UN FINDS NO SCUDS IN IRAQ A United Nations weapons inspection team did not find any hidden Scud missiles or other prohibited arms during a monthlong sweep of Iraq, the team leader said yesterday. US and other Western intelligence reports have contended Iraqi President Saddam Hussein has hidden more than 200 Scud missiles and other weapons from UN inspectors. But team leader Nikita Smidovich, a Russian expert with the UN Special Commission, told reporters Sunday his team of 50 to 100 inspectors found no evidence of hidden missiles during a search he described as thorough. Iraq contends the missiles considered missing by the UN were fired in the early phase of its eight-year war with Iran or used in test firings. Mr. Smidovich said Iraq did not interfere with the latest inspections. Packwood debate today

US Senators prepared yesterday for an unusual session considering the efforts of one of their own to resist an Ethics Committee subpoena for his diaries. Sen. Bob Packwood (R) of Oregon is under investigation for alleged sexual misconduct involving about two dozen women.

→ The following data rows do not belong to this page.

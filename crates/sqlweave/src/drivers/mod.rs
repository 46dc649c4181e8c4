//! Built-in drivers.

#[cfg(feature = "sqlite")]
pub mod sqlite;

#[cfg(feature = "sqlite")]
pub use sqlite::SqliteDriver;
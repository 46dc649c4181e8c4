//! Dynamically typed values crossing the driver boundary.

use crate::error::{OrmError, OrmResult};
use chrono::NaiveDateTime;
use std::fmt;
use std::hash::{Hash, Hasher};
use uuid::Uuid;

/// Format used for timestamps bound as text and parsed back from text columns.
pub(crate) const TIMESTAMP_FORMAT: &str = "%F %T%.f";

/// A single parameter or column value.
#[derive(Debug, Clone)]
pub enum Value {
    Null,
    Bool(bool),
    Int(i64),
    Float(f64),
    Text(String),
    Blob(Vec<u8>),
    Timestamp(NaiveDateTime),
    Uuid(Uuid),
    Json(serde_json::Value),
}

impl Value {
    pub fn is_null(&self) -> bool {
        matches!(self, Value::Null)
    }

    /// Short type name used in decode errors.
    pub fn type_name(&self) -> &'static str {
        match self {
            Value::Null => "null",
            Value::Bool(_) => "bool",
            Value::Int(_) => "int",
            Value::Float(_) => "float",
            Value::Text(_) => "text",
            Value::Blob(_) => "blob",
            Value::Timestamp(_) => "timestamp",
            Value::Uuid(_) => "uuid",
            Value::Json(_) => "json",
        }
    }

    /// Convert into a JSON value (blobs become arrays of bytes).
    pub fn to_json(&self) -> serde_json::Value {
        use serde_json::Value as J;
        match self {
            Value::Null => J::Null,
            Value::Bool(b) => J::Bool(*b),
            Value::Int(i) => J::from(*i),
            Value::Float(f) => serde_json::Number::from_f64(*f).map_or(J::Null, J::Number),
            Value::Text(s) => J::String(s.clone()),
            Value::Blob(b) => J::Array(b.iter().map(|x| J::from(*x)).collect()),
            Value::Timestamp(ts) => J::String(ts.format(TIMESTAMP_FORMAT).to_string()),
            Value::Uuid(u) => J::String(u.to_string()),
            Value::Json(j) => j.clone(),
        }
    }
}

impl PartialEq for Value {
    fn eq(&self, other: &Self) -> bool {
        match (self, other) {
            (Value::Null, Value::Null) => true,
            (Value::Bool(a), Value::Bool(b)) => a == b,
            (Value::Int(a), Value::Int(b)) => a == b,
            (Value::Float(a), Value::Float(b)) => a.to_bits() == b.to_bits(),
            (Value::Text(a), Value::Text(b)) => a == b,
            (Value::Blob(a), Value::Blob(b)) => a == b,
            (Value::Timestamp(a), Value::Timestamp(b)) => a == b,
            (Value::Uuid(a), Value::Uuid(b)) => a == b,
            (Value::Json(a), Value::Json(b)) => a == b,
            _ => false,
        }
    }
}

impl Eq for Value {}

impl Hash for Value {
    fn hash<H: Hasher>(&self, state: &mut H) {
        std::mem::discriminant(self).hash(state);
        match self {
            Value::Null => {}
            Value::Bool(b) => b.hash(state),
            Value::Int(i) => i.hash(state),
            Value::Float(f) => f.to_bits().hash(state),
            Value::Text(s) => s.hash(state),
            Value::Blob(b) => b.hash(state),
            Value::Timestamp(ts) => ts.hash(state),
            Value::Uuid(u) => u.hash(state),
            Value::Json(j) => j.to_string().hash(state),
        }
    }
}

impl fmt::Display for Value {
    fn fmt(&self, f: &mut fmt::Formatter<'_>) -> fmt::Result {
        match self {
            Value::Null => f.write_str("NULL"),
            Value::Bool(b) => write!(f, "{b}"),
            Value::Int(i) => write!(f, "{i}"),
            Value::Float(x) => write!(f, "{x}"),
            Value::Text(s) => f.write_str(s),
            Value::Blob(b) => {
                f.write_str("x'")?;
                for byte in b {
                    write!(f, "{byte:02x}")?;
                }
                f.write_str("'")
            }
            Value::Timestamp(ts) => write!(f, "{}", ts.format(TIMESTAMP_FORMAT)),
            Value::Uuid(u) => write!(f, "{u}"),
            Value::Json(j) => write!(f, "{j}"),
        }
    }
}

macro_rules! impl_from_value {
    ($($ty:ty => $variant:ident $(as $cast:ty)?),* $(,)?) => {
        $(
            impl From<$ty> for Value {
                fn from(v: $ty) -> Self {
                    Value::$variant(v $(as $cast)?)
                }
            }
        )*
    };
}

impl_from_value! {
    bool => Bool,
    i8 => Int as i64,
    i16 => Int as i64,
    i32 => Int as i64,
    i64 => Int,
    u8 => Int as i64,
    u16 => Int as i64,
    u32 => Int as i64,
    f32 => Float as f64,
    f64 => Float,
    String => Text,
    Vec<u8> => Blob,
    NaiveDateTime => Timestamp,
    Uuid => Uuid,
    serde_json::Value => Json,
}

impl From<&str> for Value {
    fn from(v: &str) -> Self {
        Value::Text(v.to_string())
    }
}

impl From<&String> for Value {
    fn from(v: &String) -> Self {
        Value::Text(v.clone())
    }
}

impl From<&[u8]> for Value {
    fn from(v: &[u8]) -> Self {
        Value::Blob(v.to_vec())
    }
}

impl From<()> for Value {
    fn from(_: ()) -> Self {
        Value::Null
    }
}

impl<T: Into<Value>> From<Option<T>> for Value {
    fn from(v: Option<T>) -> Self {
        v.map_or(Value::Null, Into::into)
    }
}

/// Conversion from a [`Value`] into a Rust type.
pub trait FromValue: Sized {
    fn from_value(value: Value) -> Result<Self, String>;

    /// Decode a column value, attributing failures to `column`.
    fn decode(column: &str, value: Value) -> OrmResult<Self> {
        Self::from_value(value).map_err(|message| OrmError::decode(column, message))
    }
}

fn mismatch(expected: &str, got: &Value) -> String {
    format!("expected {expected}, got {}", got.type_name())
}

impl FromValue for Value {
    fn from_value(value: Value) -> Result<Self, String> {
        Ok(value)
    }
}

impl FromValue for i64 {
    fn from_value(value: Value) -> Result<Self, String> {
        match value {
            Value::Int(i) => Ok(i),
            Value::Bool(b) => Ok(i64::from(b)),
            other => Err(mismatch("int", &other)),
        }
    }
}

impl FromValue for i32 {
    fn from_value(value: Value) -> Result<Self, String> {
        let wide = i64::from_value(value)?;
        i32::try_from(wide).map_err(|_| format!("{wide} out of range for i32"))
    }
}

impl FromValue for f64 {
    fn from_value(value: Value) -> Result<Self, String> {
        match value {
            Value::Float(f) => Ok(f),
            Value::Int(i) => Ok(i as f64),
            other => Err(mismatch("float", &other)),
        }
    }
}

impl FromValue for bool {
    fn from_value(value: Value) -> Result<Self, String> {
        match value {
            Value::Bool(b) => Ok(b),
            Value::Int(i) => Ok(i != 0),
            other => Err(mismatch("bool", &other)),
        }
    }
}

impl FromValue for String {
    fn from_value(value: Value) -> Result<Self, String> {
        match value {
            Value::Text(s) => Ok(s),
            other => Err(mismatch("text", &other)),
        }
    }
}

impl FromValue for Vec<u8> {
    fn from_value(value: Value) -> Result<Self, String> {
        match value {
            Value::Blob(b) => Ok(b),
            Value::Text(s) => Ok(s.into_bytes()),
            other => Err(mismatch("blob", &other)),
        }
    }
}

impl FromValue for NaiveDateTime {
    fn from_value(value: Value) -> Result<Self, String> {
        match value {
            Value::Timestamp(ts) => Ok(ts),
            Value::Text(s) => NaiveDateTime::parse_from_str(&s, TIMESTAMP_FORMAT)
                .map_err(|e| format!("invalid timestamp '{s}': {e}")),
            other => Err(mismatch("timestamp", &other)),
        }
    }
}

impl FromValue for Uuid {
    fn from_value(value: Value) -> Result<Self, String> {
        match value {
            Value::Uuid(u) => Ok(u),
            Value::Text(s) => Uuid::parse_str(&s).map_err(|e| format!("invalid uuid '{s}': {e}")),
            Value::Blob(b) => Uuid::from_slice(&b).map_err(|e| e.to_string()),
            other => Err(mismatch("uuid", &other)),
        }
    }
}

impl FromValue for serde_json::Value {
    fn from_value(value: Value) -> Result<Self, String> {
        match value {
            Value::Json(j) => Ok(j),
            Value::Text(s) => serde_json::from_str(&s).map_err(|e| e.to_string()),
            other => Ok(other.to_json()),
        }
    }
}

impl<T: FromValue> FromValue for Option<T> {
    fn from_value(value: Value) -> Result<Self, String> {
        match value {
            Value::Null => Ok(None),
            other => T::from_value(other).map(Some),
        }
    }
}
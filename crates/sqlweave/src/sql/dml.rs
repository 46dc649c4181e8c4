use super::node::{Column, List, Operand, Sql, and, list, tuple};
use crate::error::{OrmError, OrmResult};

fn collect<K: Into<String>, V: Into<Operand>>(
    values: impl IntoIterator<Item = (K, V)>,
) -> Vec<(String, Operand)> {
    values
        .into_iter()
        .map(|(k, v)| (k.into(), v.into()))
        .collect()
}

/// `INSERT INTO table (cols) VALUES (..)`.
///
/// Returns `None` when there is nothing to insert. Values that are SQL
/// nodes are embedded as-is; other values are bound under the column name.
pub fn insert<K: Into<String>, V: Into<Operand>>(
    table: impl Into<Sql>,
    values: impl IntoIterator<Item = (K, V)>,
) -> Option<Sql> {
    let values = collect(values);
    if values.is_empty() {
        return None;
    }
    let (columns, values): (Vec<Sql>, Vec<Sql>) = values
        .into_iter()
        .map(|(col, v)| {
            let bound = v.into_named_sql(&col);
            (Sql::Raw(col), bound)
        })
        .unzip();
    Some(Sql::concat([
        Sql::raw("INSERT INTO"),
        table.into(),
        tuple(columns),
        Sql::raw("VALUES"),
        tuple(values),
    ]))
}

/// `UPDATE table SET col = .., ..`; `None` when there is nothing to set.
///
/// Chain `.where_(..)` to restrict the rows.
pub fn update<K: Into<String>, V: Into<Operand>>(
    table: impl Into<Sql>,
    values: impl IntoIterator<Item = (K, V)>,
) -> Option<Sql> {
    let values = collect(values);
    if values.is_empty() {
        return None;
    }
    let assignments: Vec<Sql> = values
        .into_iter()
        .map(|(col, v)| {
            let bound = v.into_named_sql(&col);
            Sql::raw(col).eq(bound)
        })
        .collect();
    Some(Sql::concat([
        Sql::raw("UPDATE"),
        table.into(),
        Sql::raw("SET"),
        list(assignments),
    ]))
}

/// `DELETE FROM table WHERE col = .. AND ..`.
///
/// Returns `None` for an empty mapping rather than deleting every row.
pub fn delete<K: Into<String>, V: Into<Operand>>(
    table: impl Into<Sql>,
    conditions: impl IntoIterator<Item = (K, V)>,
) -> Option<Sql> {
    let conditions = collect(conditions);
    if conditions.is_empty() {
        return None;
    }
    let conditions: Vec<Sql> = conditions
        .into_iter()
        .map(|(col, v)| {
            let bound = v.into_named_sql(&col);
            Sql::raw(col).eq(bound)
        })
        .collect();
    Some(Sql::delete_from(table).where_(Sql::List(List::new(conditions, "AND", false))))
}

/// A primary key value, single or composite.
#[derive(Debug, Clone)]
pub enum PrimaryKey {
    Single(Operand),
    Composite(Vec<Operand>),
}

impl PrimaryKey {
    pub fn single(value: impl Into<Operand>) -> Self {
        PrimaryKey::Single(value.into())
    }

    pub fn composite<V: Into<Operand>>(values: impl IntoIterator<Item = V>) -> Self {
        PrimaryKey::Composite(values.into_iter().map(Into::into).collect())
    }
}

/// Condition matching a single row by primary key.
///
/// A composite key requires a [`PrimaryKey::Composite`] value of the same
/// arity.
pub fn primary_key_condition(columns: &[Column], pk: PrimaryKey) -> OrmResult<Sql> {
    match (columns, pk) {
        ([], _) => Err(OrmError::composition("Missing primary key")),
        ([col], PrimaryKey::Single(value)) => Ok(col.eq(value)),
        ([col], PrimaryKey::Composite(mut values)) if values.len() == 1 => {
            Ok(col.eq(values.remove(0)))
        }
        (_, PrimaryKey::Single(_)) => Err(OrmError::composition(
            "Primary key is a composite and requires a tuple",
        )),
        (cols, PrimaryKey::Composite(values)) if values.len() != cols.len() => {
            Err(OrmError::composition(format!(
                "Primary key has {} columns but {} values were given",
                cols.len(),
                values.len()
            )))
        }
        (cols, PrimaryKey::Composite(values)) => Ok(and(
            cols.iter().zip(values).map(|(col, value)| col.eq(value)),
        )),
    }
}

In building its case, the ethics panel sought certain entries in the senator's diary. Now he is resisting a subpoena for his diaries, and today the full Senate will debate what to do. Two Frenchmen freed

Algerian security forces have freed two kidnapped Frenchmen in good health but are still searching for a woman seized with them one week ago, state television said yesterday. Jean-Claude and Michele Thevenot, a married couple, and Alain Freissier, were kidnapped in central Algiers Oct. 23. All worked for the French consulate-general. In Paris, the French Foreign Ministry confirmed that the two Frenchmen were released. Olivetti chief targeted

Setting their sights on one of Italy's most wealthy and powerful tycoons, anti-corruption investigators on Saturday ordered the head of the giant Olivetti corporation arrested.

The decision to issue the warrant for Carlo De Benedetti was one of the most stunning developments in the unfolding ``Clean Hands'' probes, which have drawn in thousands of people, including a former premier. Mr. De Benedetti who reportedly has said political kickbacks are the only way to survive in Italian business controls a corporate empire led by Olivetti, the Milan-based computer and office equipment maker. He will surrender Tuesday, the company said. New hotel sought...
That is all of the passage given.